Joe Satriani onstage with his Marshall amps
(Image credit: Jordi Vidal / Getty)

Hooked from the moment he heard one, Marshall devotee Joe Satriani tells us why only giants could take on this mighty amplifier and how his signature amp finally “understood” him...

“The first time I ever heard a Marshall amp, I was a teenager and a friend brought me over to watch this older guitar player in Queens. So we’re in this guy’s basement, and he’s got a Les Paul and Marshall stack. He turns it all the way up and I’m like, ‘Oh my God.’ I just remember that sound. 

“Later, I remember going to see Chicago at a small theatre, playing in the round, with Terry Kath on guitar.

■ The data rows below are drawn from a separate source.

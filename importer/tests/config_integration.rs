// Integration tests for the shipped config/ files
use stackhub_import::config::ImportConfig;
use stackhub_import::model_catalog::ModelCatalog;
use std::path::PathBuf;

fn config_path(file_name: &str) -> PathBuf {
    let mut path = PathBuf::from(env!("CARGO_MANIFEST_DIR"));
    path.push("..");
    path.push("config");
    path.push(file_name);
    path
}

#[test]
fn test_load_catalog_from_config() {
    let catalog = ModelCatalog::load_from_path(&config_path("model_catalog.toml"))
        .expect("Should load catalog from config/model_catalog.toml");

    assert_eq!(catalog.version(), "1.0.0");
    assert_eq!(catalog.default_model_id(), "gemini-2.0-flash");
    assert_eq!(catalog.hash().len(), 64);

    let sonnet = catalog
        .get_enabled_model("claude-3-5-sonnet")
        .expect("Sonnet should be enabled");
    assert_eq!(sonnet.provider, "anthropic");
    assert_eq!(sonnet.api_name(), "claude-3-5-sonnet-20241022");

    assert!(catalog.get_model("gpt-3.5-turbo").is_some());
    assert!(catalog.get_enabled_model("gpt-3.5-turbo").is_none());
    assert!(!catalog.enabled_model_ids().contains("gpt-3.5-turbo"));
    assert_eq!(
        catalog.api_base_url("openai"),
        Some("https://api.openai.com/v1")
    );
}

#[test]
fn test_catalog_with_unknown_model() {
    let catalog = ModelCatalog::load_from_path(&config_path("model_catalog.toml"))
        .expect("Should load catalog");

    assert!(catalog.get_model("nonexistent-model").is_none());
    assert!(catalog.get_enabled_model("nonexistent-model").is_none());
}

#[test]
fn test_load_import_config() {
    let config = ImportConfig::load_from_path(&config_path("import.toml"))
        .expect("Should load config/import.toml");

    assert_eq!(config.default_pdf_subject, "scholarship");
    assert!(config.is_supported_subject("intelligence-test"));
    assert_eq!(config.default_marks(true), 2);
    assert_eq!(config.default_marks(false), 1);
    assert!(config
        .column_aliases
        .question_text_mr
        .iter()
        .any(|alias| alias == "Question (Marathi)"));
    assert!(config.column_aliases.marks.iter().any(|alias| alias == "गुण"));
}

They were squished on this little circular stage and Terry was standing right up against his Marshall stack. It sounded so good.

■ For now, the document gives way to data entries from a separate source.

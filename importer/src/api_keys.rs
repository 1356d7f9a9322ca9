// importer/src/api_keys.rs
//!
//! API keys for the AI providers
//!
//! Keys come from environment variables first and the OS keyring second. The
//! pipeline only sees the `CredentialSource` trait, so tests can supply keys
//! without touching either.

use anyhow::{Context, Result};
use serde::{Deserialize, Serialize};
use std::collections::HashMap;

/// Service name for keyring entries written by the importer.
pub const KEYCHAIN_SERVICE_NAME: &str = "stackhub-import";

/// Providers that need an API key
#[derive(Debug, Clone, Copy, Serialize, Deserialize, PartialEq, Eq, Hash)]
#[serde(rename_all = "lowercase")]
pub enum ApiKeyProvider {
    OpenAI,
    Google,
    Anthropic,
}

impl ApiKeyProvider {
    fn keychain_id(&self) -> &'static str {
        match self {
            ApiKeyProvider::OpenAI => "api_key_openai",
            ApiKeyProvider::Google => "api_key_google",
            ApiKeyProvider::Anthropic => "api_key_anthropic",
        }
    }

    /// Environment variables checked in order
    pub fn env_vars(&self) -> &'static [&'static str] {
        match self {
            ApiKeyProvider::OpenAI => &["OPENAI_API_KEY"],
            ApiKeyProvider::Google => &["GEMINI_API_KEY", "GOOGLE_API_KEY"],
            ApiKeyProvider::Anthropic => &["ANTHROPIC_API_KEY"],
        }
    }

    pub fn display_name(&self) -> &'static str {
        match self {
            ApiKeyProvider::OpenAI => "OpenAI (GPT)",
            ApiKeyProvider::Google => "Google (Gemini)",
            ApiKeyProvider::Anthropic => "Anthropic (Claude)",
        }
    }

    /// Parse the `provider` field of a catalog model (case-insensitive)
    pub fn from_str(s: &str) -> Option<Self> {
        match s.to_lowercase().as_str() {
            "openai" => Some(ApiKeyProvider::OpenAI),
            "google" | "gemini" => Some(ApiKeyProvider::Google),
            "anthropic" => Some(ApiKeyProvider::Anthropic),
            _ => None,
        }
    }

    pub fn all() -> Vec<Self> {
        vec![
            ApiKeyProvider::OpenAI,
            ApiKeyProvider::Google,
            ApiKeyProvider::Anthropic,
        ]
    }
}

/// Where provider API keys are read from
pub trait CredentialSource: Send + Sync {
    fn api_key(&self, provider: ApiKeyProvider) -> Option<String>;

    fn has_api_key(&self, provider: ApiKeyProvider) -> bool {
        self.api_key(provider).is_some()
    }
}

/// Environment variables, then the OS keyring
#[derive(Debug, Default, Clone, Copy)]
pub struct SystemCredentials;

impl CredentialSource for SystemCredentials {
    fn api_key(&self, provider: ApiKeyProvider) -> Option<String> {
        provider
            .env_vars()
            .iter()
            .filter_map(|name| std::env::var(name).ok())
            .map(|value| value.trim().to_string())
            .find(|value| !value.is_empty())
            .or_else(|| load_api_key(provider).ok())
    }
}

/// Fixed keys, for tests and embedding
#[derive(Debug, Default, Clone)]
pub struct StaticCredentials {
    keys: HashMap<ApiKeyProvider, String>,
}

impl StaticCredentials {
    pub fn new() -> Self {
        Self::default()
    }

    pub fn with_key(mut self, provider: ApiKeyProvider, key: impl Into<String>) -> Self {
        self.keys.insert(provider, key.into());
        self
    }
}

impl CredentialSource for StaticCredentials {
    fn api_key(&self, provider: ApiKeyProvider) -> Option<String> {
        self.keys.get(&provider).cloned()
    }
}

fn keyring_entry(provider: ApiKeyProvider) -> keyring::Result<keyring::Entry> {
    keyring::Entry::new(KEYCHAIN_SERVICE_NAME, provider.keychain_id())
}

/// Store an API key for a provider in the OS keyring
pub fn store_api_key(provider: ApiKeyProvider, api_key: &str) -> Result<()> {
    keyring_entry(provider)
        .and_then(|entry| entry.set_password(api_key))
        .with_context(|| format!("Failed to store API key for {}", provider.display_name()))
}

/// Load an API key for a provider from the OS keyring
pub fn load_api_key(provider: ApiKeyProvider) -> Result<String> {
    keyring_entry(provider)
        .and_then(|entry| entry.get_password())
        .with_context(|| format!("Failed to load API key for {}", provider.display_name()))
}

pub fn delete_api_key(provider: ApiKeyProvider) -> Result<()> {
    keyring_entry(provider)
        .and_then(|entry| entry.delete_credential())
        .with_context(|| format!("Failed to delete API key for {}", provider.display_name()))
}

#[derive(Debug, Serialize, Deserialize)]
pub struct ApiKeyStatus {
    pub provider: ApiKeyProvider,
    pub display_name: String,
    pub is_configured: bool,
    pub env_var: String,
}

pub fn get_all_api_key_status(source: &dyn CredentialSource) -> Vec<ApiKeyStatus> {
    ApiKeyProvider::all()
        .into_iter()
        .map(|provider| ApiKeyStatus {
            display_name: provider.display_name().to_string(),
            is_configured: source.has_api_key(provider),
            env_var: provider.env_vars()[0].to_string(),
            provider,
        })
        .collect()
}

“I started to go to concerts more and more, and I’d see all these players go through Marshall stacks. Steve Miller, Zeppelin at Madison Square Garden – that was just insane. Those amps just never gave up.

“When I think of what my heroes sounded like when they plugged into those things and turned them up, I’m just so impressed. Jimi and Jimmy, right? Hendrix and Page. They sound so totally different, it’s unbelievable. That amp is receiving these two geniuses and getting their personalities to come out.

Marshall JVM410C

(Image credit: Future)

“When I started playing Marshall myself, those amps just seemed to pick up everything. There is no hiding when you plug straight into a Marshall and turn it up. If there was ever an amp that makes you feel self-conscious – and at the same time emboldens you to play like a giant – it’s a Marshall. So it’s not for the faint of heart. 

“At least, not until the 800 came out, or any of the master volume ones. Then mere mortals could start to relate to the amp. Up until then, only giants could somehow make it work.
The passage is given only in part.